Work order> Take the entries below and print all of them exactly, please.

BEGIN

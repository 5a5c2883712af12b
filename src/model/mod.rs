/// Modelling layer: splits, estimators, and evaluation.
///
/// All estimators come from `smartcore`; this layer only wires features into
/// them, picks among candidates, and scores the result.
pub mod classifier;
pub mod metrics;
pub mod regressor;
pub mod split;
use thiserror::Error;

/// Domain failures raised while loading, reshaping or modelling a table.
///
/// I/O problems are reported through `anyhow` context at the call site; this
/// enum only covers what is wrong with the *data*.
#[derive(Debug, Error)]
pub enum DataError {
    #[error("column '{name}' not found (available: {})", available.join(", "))]
    ColumnNotFound { name: String, available: Vec<String> },

    #[error("row {row} has {found} cells but the header has {expected}")]
    RaggedRow {
        row: usize,
        expected: usize,
        found: usize,
    },

    #[error("column '{name}' has {found} values but the table has {expected} rows")]
    ColumnLength {
        name: String,
        expected: usize,
        found: usize,
    },

    #[error("column '{column}', row {row}: '{value}' is not numeric")]
    NotNumeric {
        column: String,
        row: usize,
        value: String,
    },

    #[error("no usable date column found; pass --date-col")]
    NoDateColumn,

    #[error("could not detect the rate column; pass --rate-col")]
    NoRateColumn,

    #[error("could not find a target column; pass --target with one of: {}", available.join(", "))]
    NoTargetColumn { available: Vec<String> },

    #[error("dataset is empty after {stage}")]
    EmptyDataset { stage: &'static str },

    #[error("split of {rows} rows with test fraction {fraction} leaves an empty side")]
    EmptySplit { rows: usize, fraction: f32 },

    #[error("estimator failed: {0}")]
    Model(#[from] smartcore::error::Failed),
}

END

Written answer>
repository 5a5c2883712af12b
filename src/model/mod.rs
/// Modelling layer: splits, estimators, and evaluation.
///
/// All estimators come from `smartcore`; this layer only wires features into
/// them, picks among candidates, and scores the result.
pub mod classifier;
pub mod metrics;
pub mod regressor;
pub mod split;
use thiserror::Error;

/// Domain failures raised while loading, reshaping or modelling a table.
///
/// I/O problems are reported through `anyhow` context at the call site; this
/// enum only covers what is wrong with the *data*.
#[derive(Debug, Error)]
pub enum DataError {
    #[error("column '{name}' not found (available: {})", available.join(", "))]
    ColumnNotFound { name: String, available: Vec<String> },

    #[error("row {row} has {found} cells but the header has {expected}")]
    RaggedRow {
        row: usize,
        expected: usize,
        found: usize,
    },

    #[error("column '{name}' has {found} values but the table has {expected} rows")]
    ColumnLength {
        name: String,
        expected: usize,
        found: usize,
    },

    #[error("column '{column}', row {row}: '{value}' is not numeric")]
    NotNumeric {
        column: String,
        row: usize,
        value: String,
    },

    #[error("no usable date column found; pass --date-col")]
    NoDateColumn,

    #[error("could not detect the rate column; pass --rate-col")]
    NoRateColumn,

    #[error("could not find a target column; pass --target with one of: {}", available.join(", "))]
    NoTargetColumn { available: Vec<String> },

    #[error("dataset is empty after {stage}")]
    EmptyDataset { stage: &'static str },

    #[error("split of {rows} rows with test fraction {fraction} leaves an empty side")]
    EmptySplit { rows: usize, fraction: f32 },

    #[error("estimator failed: {0}")]
    Model(#[from] smartcore::error::Failed),
}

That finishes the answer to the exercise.